The U.S. Navy Has Built A Realistic Shark Drone

The drone, called "GhostSwimmer," was developed for surveillance. And it's just the latest machine to mimic the animal kingdom.

The U.S. Navy announced it is finishing testing of an autonomous underwater drone named GhostSwimmer that looks like a really big shark.

The drone is similar in size to a shark, measuring 5 feet long and weighing almost 100 pounds. It can float near the top of the ocean or dive as deep as 300 feet, all while collecting information for surveillance and reconnaissance missions.

"It swims just like a fish does by oscillating its tail fin back and forth," said Michael Rufo, who is the director of the Advanced Systems Group that designed GhostSwimmer.
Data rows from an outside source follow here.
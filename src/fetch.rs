/// HTTP access to watch pages and caption tracks
use crate::config::FetchConfig;
use crate::error::ExtractionError;
use crate::transcript::timedtext::{self, CaptionTrack};
use crate::transcript::CaptionSegment;
use reqwest::Client;
use std::time::Duration;
use tracing::{debug, info};

#[derive(thiserror::Error, Debug)]
pub enum FetchError {
    #[error("Request failed: {0}")]
    Http(#[from] reqwest::Error),

    #[error("{url} answered with HTTP {status}")]
    Status { url: String, status: u16 },

    #[error(transparent)]
    Captions(#[from] ExtractionError),
}

#[derive(Clone)]
pub struct WatchPageClient {
    client: Client,
    timeout: Duration,
}

impl WatchPageClient {
    pub fn new(config: &FetchConfig) -> Result<Self, FetchError> {
        let timeout = Duration::from_secs(config.timeout_seconds);
        let client = Client::builder()
            .timeout(timeout)
            .user_agent(config.user_agent.as_str())
            .build()?;

        Ok(Self { client, timeout })
    }

    async fn get_text(&self, url: &str) -> Result<String, FetchError> {
        debug!("GET {} (timeout {:?})", url, self.timeout);
        let response = self.client.get(url).send().await?;
        let status = response.status();
        if !status.is_success() {
            return Err(FetchError::Status {
                url: url.to_string(),
                status: status.as_u16(),
            });
        }
        Ok(response.text().await?)
    }

    /// Download the HTML of a watch page
    pub async fn fetch_page(&self, url: &str) -> Result<String, FetchError> {
        info!("🌐 Fetching watch page: {}", url);
        let html = self.get_text(url).await?;
        info!("📄 Downloaded {} bytes", html.len());
        Ok(html)
    }

    /// Download a caption track and parse it into segments
    pub async fn fetch_track(&self, track: &CaptionTrack) -> Result<Vec<CaptionSegment>, FetchError> {
        let url = json3_url(&track.base_url);
        info!("💬 Fetching '{}' captions", track.language_code);
        let body = self.get_text(&url).await?;
        Ok(timedtext::parse_caption_body(&body)?)
    }
}

/// Ask the timed-text endpoint for json3 output
fn json3_url(base_url: &str) -> String {
    if base_url.contains("fmt=") {
        base_url.to_string()
    } else if base_url.contains('?') {
        format!("{}&fmt=json3", base_url)
    } else {
        format!("{}?fmt=json3", base_url)
    }
}

#[cfg(test)]
mod tests {
    use super::*;

    #[test]
    fn test_json3_url() {
        assert_eq!(json3_url("https://a.test/tt?v=1"), "https://a.test/tt?v=1&fmt=json3");
        assert_eq!(json3_url("https://a.test/tt"), "https://a.test/tt?fmt=json3");
        assert_eq!(json3_url("https://a.test/tt?fmt=srv3"), "https://a.test/tt?fmt=srv3");
    }

    #[tokio::test]
    async fn test_invalid_user_agent_is_an_error() {
        let config = FetchConfig {
            user_agent: "broken\nagent".to_string(),
            ..FetchConfig::default()
        };
        assert!(matches!(WatchPageClient::new(&config), Err(FetchError::Http(_))));
        assert!(WatchPageClient::new(&FetchConfig::default()).is_ok());
    }
}
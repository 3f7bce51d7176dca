/// Best-effort video metadata, description, chapters and tags
///
/// Nothing in here fails an extraction: every field walks its fallback list
/// and ends in a sentinel, and page errors are logged and treated as "not
/// found".

pub mod chapters;

pub use chapters::{Chapter, ChapterLine};

use crate::config::ExtractionConfig;
use crate::error::Result;
use crate::page::{find_embedded_json, Page};
use crate::polling::Delay;
use crate::selectors::{Probe, SelectorTable};
use crate::transcript::format_duration;
use crate::transcript::timedtext::PlayerResponse;
use serde::{Deserialize, Serialize};
use std::collections::HashSet;
use std::time::Duration;
use tracing::{debug, info, warn};
use url::Url;

pub const UNKNOWN_TITLE: &str = "Unknown Title";
pub const UNKNOWN_CHANNEL: &str = "Unknown Channel";
pub const UNKNOWN: &str = "Unknown";

#[derive(Debug, Clone, PartialEq, Serialize, Deserialize)]
pub struct VideoMetadata {
    pub title: String,
    pub video_id: String,
    pub channel_name: String,
    pub channel_url: String,
    pub duration_seconds: u64,
    pub duration_formatted: String,
    pub view_count: String,
    pub upload_date: String,
    pub like_count: String,
}

/// Everything read from the page besides the transcript
#[derive(Debug, Clone, PartialEq, Serialize, Deserialize)]
pub struct PageDetails {
    pub metadata: VideoMetadata,
    pub description: String,
    pub chapters: Vec<Chapter>,
    pub tags: Vec<String>,
}

/// The `v` query parameter of a watch URL
pub fn video_id_from_url(page_url: &str) -> Option<String> {
    let parsed = Url::parse(page_url).ok()?;
    parsed
        .query_pairs()
        .find(|(key, _)| key == "v")
        .map(|(_, value)| value.trim().to_string())
        .filter(|id| !id.is_empty())
}

/// Duration of the page's video, or `fallback` when it is not reported
pub fn page_duration<P: Page + ?Sized>(page: &P, selectors: &SelectorTable, fallback: f64) -> Result<Option<f64>> {
    let Some(video) = page.query_first(selectors.video)? else {
        return Ok(None);
    };
    Ok(Some(
        page.media_duration(video.handle)
            .filter(|d| d.is_finite() && *d > 0.0)
            .unwrap_or(fallback),
    ))
}

pub struct MetadataExtractor<'a> {
    config: &'a ExtractionConfig,
    selectors: &'a SelectorTable,
    delay: &'a dyn Delay,
}

impl<'a> MetadataExtractor<'a> {
    pub fn new(config: &'a ExtractionConfig, selectors: &'a SelectorTable, delay: &'a dyn Delay) -> Self {
        Self {
            config,
            selectors,
            delay,
        }
    }

    pub async fn extract<P: Page>(&self, page: &mut P, duration_seconds: f64) -> PageDetails {
        let location = page.location();
        let player = PlayerResponse::from_page(&*page, self.selectors.scripts).ok();
        let details = player.as_ref().and_then(|p| p.video_details.clone()).unwrap_or_default();

        let title = self
            .probe_field(&*page, self.selectors.title, location.as_deref())
            .or_else(|| non_empty(&details.title))
            .unwrap_or_else(|| UNKNOWN_TITLE.to_string());

        let channel_name = self
            .probe_field(&*page, self.selectors.channel_name, location.as_deref())
            .or_else(|| non_empty(&details.author))
            .unwrap_or_else(|| UNKNOWN_CHANNEL.to_string());

        let video_id = location
            .as_deref()
            .and_then(video_id_from_url)
            .or_else(|| non_empty(&details.video_id))
            .unwrap_or_default();

        let duration_seconds = duration_seconds.max(0.0).floor() as u64;

        let metadata = VideoMetadata {
            title,
            video_id,
            channel_name,
            channel_url: self
                .probe_field(&*page, self.selectors.channel_url, location.as_deref())
                .unwrap_or_default(),
            duration_seconds,
            duration_formatted: format_duration(duration_seconds),
            view_count: self
                .probe_field(&*page, self.selectors.view_count, location.as_deref())
                .or_else(|| details.view_count.clone())
                .unwrap_or_else(|| UNKNOWN.to_string()),
            upload_date: self
                .probe_field(&*page, self.selectors.upload_date, location.as_deref())
                .unwrap_or_else(|| UNKNOWN.to_string()),
            like_count: self
                .probe_field(&*page, self.selectors.like_count, location.as_deref())
                .unwrap_or_else(|| UNKNOWN.to_string()),
        };
        info!("📋 Metadata: '{}' by {}", metadata.title, metadata.channel_name);

        let description = match self.description(page).await {
            Ok(text) if !text.is_empty() => text,
            Ok(_) => details.short_description.clone().unwrap_or_default(),
            Err(e) => {
                warn!("Could not read description: {}", e);
                details.short_description.clone().unwrap_or_default()
            }
        };

        let chapters = chapters::extract_chapters(&*page, self.selectors).unwrap_or_else(|e| {
            warn!("Could not read chapters: {}", e);
            Vec::new()
        });

        let tags = self.tags(&*page, &details.keywords).unwrap_or_else(|e| {
            warn!("Could not extract tags: {}", e);
            Vec::new()
        });

        debug!("Found {} chapters and {} tags", chapters.len(), tags.len());

        PageDetails {
            metadata,
            description,
            chapters,
            tags,
        }
    }

    /// First non-empty probe result, or `None` when every probe misses
    pub fn probe_field<P: Page + ?Sized>(&self, page: &P, probes: &[Probe], base_url: Option<&str>) -> Option<String> {
        probes.iter().find_map(|probe| match run_probe(page, probe, base_url) {
            Ok(value) => value,
            Err(e) => {
                debug!("Probe {:?} failed: {}", probe, e);
                None
            }
        })
    }

    /// Description text, expanding the collapsed view first when possible
    async fn description<P: Page>(&self, page: &mut P) -> Result<String> {
        if self.first_text(&*page, self.selectors.description)?.is_none() {
            return Ok(String::new());
        }

        for selector in self.selectors.description_expand {
            if let Some(button) = page.query_first(selector)? {
                if button.text.to_lowercase().contains("more") {
                    page.click(button.handle)?;
                    self.delay
                        .wait(Duration::from_millis(self.config.description_expand_delay_ms))
                        .await;
                }
                break;
            }
        }

        Ok(self.first_text(&*page, self.selectors.description)?.unwrap_or_default())
    }

    fn first_text<P: Page + ?Sized>(&self, page: &P, selectors: &[&str]) -> Result<Option<String>> {
        for selector in selectors {
            if let Some(element) = page.query_first(selector)? {
                let text = element.trimmed_text();
                if !text.is_empty() {
                    return Ok(Some(text.to_string()));
                }
            }
        }
        Ok(None)
    }

    /// Tags from the keywords meta tag, then the page data, then the player
    /// response keywords
    fn tags<P: Page + ?Sized>(&self, page: &P, player_keywords: &[String]) -> Result<Vec<String>> {
        if let Some(meta) = page.query_first(self.selectors.keywords_meta)? {
            let tags = dedup(meta.attr("content").unwrap_or_default().split(','));
            if !tags.is_empty() {
                return Ok(tags);
            }
        }

        if let Some(data) = find_embedded_json(page, self.selectors.scripts, "ytInitialData")? {
            let runs = data
                .pointer("/contents/twoColumnWatchNextResults/results/results/contents/0/videoPrimaryInfoRenderer/superTitleLink/runs")
                .and_then(|runs| runs.as_array());
            if let Some(runs) = runs {
                let tags = dedup(runs.iter().filter_map(|run| run["text"].as_str()));
                if !tags.is_empty() {
                    return Ok(tags);
                }
            }
        }

        Ok(dedup(player_keywords.iter().map(String::as_str)))
    }
}

fn run_probe<P: Page + ?Sized>(page: &P, probe: &Probe, base_url: Option<&str>) -> Result<Option<String>> {
    let value = match probe {
        Probe::Text(selector) => page
            .query_first(selector)?
            .map(|e| e.trimmed_text().to_string()),
        Probe::Attribute(selector, attr) => page
            .query_first(selector)?
            .and_then(|e| e.attr(attr).map(|v| v.trim().to_string())),
        Probe::Link(selector) => page
            .query_first(selector)?
            .and_then(|e| e.attr("href").map(|href| resolve_link(href.trim(), base_url))),
        Probe::Meta(name) => {
            let by_name = page.query_first(&format!("meta[name=\"{}\"]", name))?;
            let element = match by_name {
                Some(element) => Some(element),
                None => page.query_first(&format!("meta[property=\"{}\"]", name))?,
            };
            element.and_then(|e| e.attr("content").map(|v| v.trim().to_string()))
        }
    };
    Ok(value.filter(|v| !v.is_empty()))
}

/// Resolve a possibly relative href against the page URL
fn resolve_link(href: &str, base_url: Option<&str>) -> String {
    if let Ok(absolute) = Url::parse(href) {
        return absolute.to_string();
    }
    base_url
        .and_then(|base| Url::parse(base).ok())
        .and_then(|base| base.join(href).ok())
        .map(|joined| joined.to_string())
        .unwrap_or_else(|| href.to_string())
}

fn non_empty(value: &str) -> Option<String> {
    let value = value.trim();
    (!value.is_empty()).then(|| value.to_string())
}

/// Trim, drop empties and keep the first occurrence of each tag
fn dedup<'s>(tags: impl Iterator<Item = &'s str>) -> Vec<String> {
    let mut seen = HashSet::new();
    tags.map(str::trim)
        .filter(|t| !t.is_empty())
        .filter(|t| seen.insert(t.to_string()))
        .map(str::to_string)
        .collect()
}

#[cfg(test)]
mod tests {
    use super::*;

    #[test]
    fn test_video_id_from_url() {
        assert_eq!(
            video_id_from_url("https://www.youtube.com/watch?v=dQw4w9WgXcQ&t=42s"),
            Some("dQw4w9WgXcQ".to_string())
        );
        assert_eq!(video_id_from_url("https://www.youtube.com/watch?list=x"), None);
        assert_eq!(video_id_from_url("not a url"), None);
    }

    #[test]
    fn test_resolve_link() {
        assert_eq!(
            resolve_link("/@channel", Some("https://www.youtube.com/watch?v=1")),
            "https://www.youtube.com/@channel"
        );
        assert_eq!(resolve_link("https://a.test/x", None), "https://a.test/x");
        assert_eq!(resolve_link("/@channel", None), "/@channel");
    }

    #[test]
    fn test_dedup_tags() {
        let tags = dedup(" rust, talk ,,rust,async ".split(','));
        assert_eq!(tags, vec!["rust", "talk", "async"]);
    }
}
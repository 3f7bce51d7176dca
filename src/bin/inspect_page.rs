use anyhow::{anyhow, Result};
use std::path::PathBuf;
use tracing::info;
use yt_transcript_rust::metadata::{page_duration, MetadataExtractor};
use yt_transcript_rust::transcript::timedtext::PlayerResponse;
use yt_transcript_rust::{Config, HtmlSnapshot, NoDelay, Page, SelectorTable};

#[tokio::main]
async fn main() -> Result<()> {
    // Initialize logging
    tracing_subscriber::fmt()
        .with_env_filter("yt_transcript_rust=info,inspect_page=info")
        .init();

    let path = std::env::args()
        .nth(1)
        .map(PathBuf::from)
        .ok_or_else(|| anyhow!("usage: inspect-page <saved-page.html>"))?;

    info!("🔍 Inspecting saved page: {}", path.display());
    let page = HtmlSnapshot::load(&path, None).await?;
    let selectors = SelectorTable::default();
    let config = Config::default();

    info!("🌐 Location: {}", page.location().unwrap_or_else(|| "unknown".to_string()));

    // Transcript panel lookups
    info!("📜 Transcript panel:");
    for (name, selector) in [
        ("video", selectors.video),
        ("segment", selectors.segment),
        ("segment timestamp", selectors.segment_timestamp),
        ("segment text", selectors.segment_text),
        ("duration meta", selectors.duration_meta),
        ("keywords meta", selectors.keywords_meta),
    ] {
        info!("   - {:<18} {:>4} matches  ({})", name, page.count(selector)?, selector);
    }
    for selector in selectors.segment_containers {
        info!("   - {:<18} {:>4} matches  ({})", "container", page.count(selector)?, selector);
    }

    let buttons = page.query_all(selectors.buttons)?;
    let toggles = buttons
        .iter()
        .filter(|b| {
            b.aria_label()
                .map(|label| {
                    let label = label.trim().to_lowercase();
                    selectors.transcript_labels.iter().any(|wanted| *wanted == label)
                })
                .unwrap_or(false)
        })
        .count();
    let overflow = buttons
        .iter()
        .filter(|b| b.aria_label() == Some(selectors.more_actions_label))
        .count();
    info!("   - {} buttons, {} transcript toggles, {} overflow menus", buttons.len(), toggles, overflow);

    // Metadata probes
    info!("📋 Metadata probes:");
    let delay = NoDelay::new();
    let extractor = MetadataExtractor::new(&config.extraction, &selectors, &delay);
    let location = page.location();
    for (field, probes) in selectors.field_probes() {
        for (i, probe) in probes.iter().enumerate() {
            let single = std::slice::from_ref(probe);
            match extractor.probe_field(&page, single, location.as_deref()) {
                Some(value) => info!("   ✅ {}[{}] {:?} -> {}", field, i, probe, value),
                None => info!("   ❌ {}[{}] {:?}", field, i, probe),
            }
        }
    }

    // Embedded data
    info!("🧩 Embedded data:");
    match PlayerResponse::from_page(&page, selectors.scripts) {
        Ok(player) => {
            info!("   - player response found, {} caption tracks", player.caption_tracks().len());
            for track in player.caption_tracks() {
                info!("     • {} {:?}", track.language_code, track.kind);
            }
        }
        Err(e) => info!("   - {}", e),
    }

    match page_duration(&page, &selectors, config.extraction.default_duration_seconds)? {
        Some(seconds) => info!("⏱️  Duration: {}s", seconds),
        None => info!("⏱️  No video element"),
    }

    Ok(())
}
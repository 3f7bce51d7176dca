/// Static HTML snapshot of a watch page
use super::{bad_selector, find_embedded_json, ElementHandle, ElementSnapshot, Page};
use crate::error::Result;
use crate::selectors::SelectorTable;
use ego_tree::NodeId;
use scraper::{ElementRef, Html, Selector};
use std::collections::HashMap;
use std::path::Path;
use tracing::{debug, info};

/// Read-only page backed by a parsed HTML document.
///
/// The document never changes, so clicks and scrolls are recorded and
/// otherwise ignored. A page saved with the transcript panel open already
/// carries its segments; a page saved with it closed will not grow any.
pub struct HtmlSnapshot {
    document: Html,
    selectors: SelectorTable,
    /// Element node per handle, in document order
    nodes: Vec<NodeId>,
    handles: HashMap<NodeId, ElementHandle>,
    location: Option<String>,
    clicks: Vec<ElementHandle>,
    scrolls: Vec<ElementHandle>,
}

impl HtmlSnapshot {
    /// Parse a page. Without an explicit location the page's canonical link
    /// (or `og:url`) is used, which saved watch pages carry.
    pub fn parse(html: &str, location: Option<String>) -> Self {
        let document = Html::parse_document(html);
        let nodes: Vec<NodeId> = document
            .tree
            .root()
            .descendants()
            .filter_map(ElementRef::wrap)
            .map(|element| element.id())
            .collect();
        let handles = nodes
            .iter()
            .enumerate()
            .map(|(i, id)| (*id, ElementHandle(i)))
            .collect();
        debug!("Indexed {} elements", nodes.len());

        let mut page = Self {
            document,
            selectors: SelectorTable::default(),
            nodes,
            handles,
            location: None,
            clicks: Vec::new(),
            scrolls: Vec::new(),
        };
        page.location = location.or_else(|| page.canonical_url());
        page
    }

    /// Use a different lookup table for the duration meta tag and scripts
    pub fn with_selectors(mut self, selectors: SelectorTable) -> Self {
        self.selectors = selectors;
        self
    }

    fn canonical_url(&self) -> Option<String> {
        let lookups = [
            ("link[rel=\"canonical\"]", "href"),
            ("meta[property=\"og:url\"]", "content"),
        ];
        lookups.iter().find_map(|(selector, attr)| {
            let element = self.query_first(selector).ok()??;
            element
                .attr(attr)
                .map(str::trim)
                .filter(|v| !v.is_empty())
                .map(str::to_string)
        })
    }

    /// Load a saved page from disk
    pub async fn load(path: &Path, location: Option<String>) -> anyhow::Result<Self> {
        let html = tokio::fs::read_to_string(path).await?;
        info!("📄 Loaded page snapshot: {} ({} bytes)", path.display(), html.len());
        Ok(Self::parse(&html, location))
    }

    /// Elements clicked so far, in order
    pub fn clicks(&self) -> &[ElementHandle] {
        &self.clicks
    }

    pub fn scrolls(&self) -> &[ElementHandle] {
        &self.scrolls
    }

    fn selector(selector: &str) -> Result<Selector> {
        Selector::parse(selector).map_err(|_| bad_selector(selector))
    }

    fn element(&self, handle: ElementHandle) -> Option<ElementRef<'_>> {
        let id = *self.nodes.get(handle.0)?;
        self.document.tree.get(id).and_then(ElementRef::wrap)
    }

    fn snapshots<'a>(&'a self, matches: impl Iterator<Item = ElementRef<'a>>) -> Vec<ElementSnapshot> {
        matches
            .filter_map(|element| {
                let handle = *self.handles.get(&element.id())?;
                Some(ElementSnapshot {
                    handle,
                    tag: element.value().name().to_string(),
                    text: element.text().collect::<String>(),
                    attributes: element
                        .value()
                        .attrs()
                        .map(|(k, v)| (k.to_string(), v.to_string()))
                        .collect(),
                })
            })
            .collect()
    }
}

impl Page for HtmlSnapshot {
    fn location(&self) -> Option<String> {
        self.location.clone()
    }

    fn query_all(&self, selector: &str) -> Result<Vec<ElementSnapshot>> {
        let parsed = Self::selector(selector)?;
        Ok(self.snapshots(self.document.select(&parsed)))
    }

    fn query_within(&self, scope: ElementHandle, selector: &str) -> Result<Vec<ElementSnapshot>> {
        let parsed = Self::selector(selector)?;
        match self.element(scope) {
            Some(element) => Ok(self.snapshots(element.select(&parsed))),
            None => Ok(Vec::new()),
        }
    }

    fn click(&mut self, element: ElementHandle) -> Result<()> {
        debug!("Snapshot click recorded on element #{}", element.0);
        self.clicks.push(element);
        Ok(())
    }

    fn scroll_to_bottom(&mut self, element: ElementHandle) -> Result<()> {
        self.scrolls.push(element);
        Ok(())
    }

    fn media_duration(&self, video: ElementHandle) -> Option<f64> {
        // A saved page has no live media element, so fall back to what the
        // server embedded about the video.
        if let Some(element) = self.element(video) {
            for attr in ["duration", "data-duration"] {
                if let Some(seconds) = element.value().attr(attr).and_then(|v| v.trim().parse::<f64>().ok()) {
                    if seconds.is_finite() && seconds > 0.0 {
                        return Some(seconds);
                    }
                }
            }
        }

        if let Ok(Some(meta)) = self.query_first(self.selectors.duration_meta) {
            if let Some(seconds) = meta.attr("content").and_then(parse_iso8601_duration) {
                return Some(seconds as f64);
            }
        }

        let response = find_embedded_json(self, self.selectors.scripts, "ytInitialPlayerResponse").ok()??;
        let length = &response["videoDetails"]["lengthSeconds"];
        length
            .as_str()
            .and_then(|s| s.parse::<f64>().ok())
            .or_else(|| length.as_f64())
    }
}

/// Parse an ISO-8601 duration such as `PT1H2M3S` into whole seconds
pub fn parse_iso8601_duration(value: &str) -> Option<u64> {
    let re = regex::Regex::new(r"^P(?:(\d+)D)?T(?:(\d+)H)?(?:(\d+)M)?(?:(\d+)S)?$").ok()?;
    let captures = re.captures(value.trim())?;
    let part = |i: usize| -> u64 {
        captures
            .get(i)
            .and_then(|m| m.as_str().parse::<u64>().ok())
            .unwrap_or(0)
    };
    part(1)
        .checked_mul(86_400)?
        .checked_add(part(2).checked_mul(3600)?)?
        .checked_add(part(3).checked_mul(60)?)?
        .checked_add(part(4))
}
The shark drone comes out of the Navy's Silent NEMO experiments, which are aimed at developing unmanned biomimetic vehicles — or machines that mimic living things. GhostSwimmer, for example, was designed to look like a fish for "low visibility intelligence" missions.

"GhostSwimmer will allow the Navy to have success during more types of missions while keeping divers and Sailors safe," Rufo said.

The drone will also be able to detect underwater mines and recover equipment, which are tasks the Navy currently trains bottlenose dolphins and California sea lions to do.

Technology companies and the military have been working on drones inspired by nature for years, with success stories that include the super-fast Cheetah, the soaring SmartBird, the lizard-like Stickybot, among others.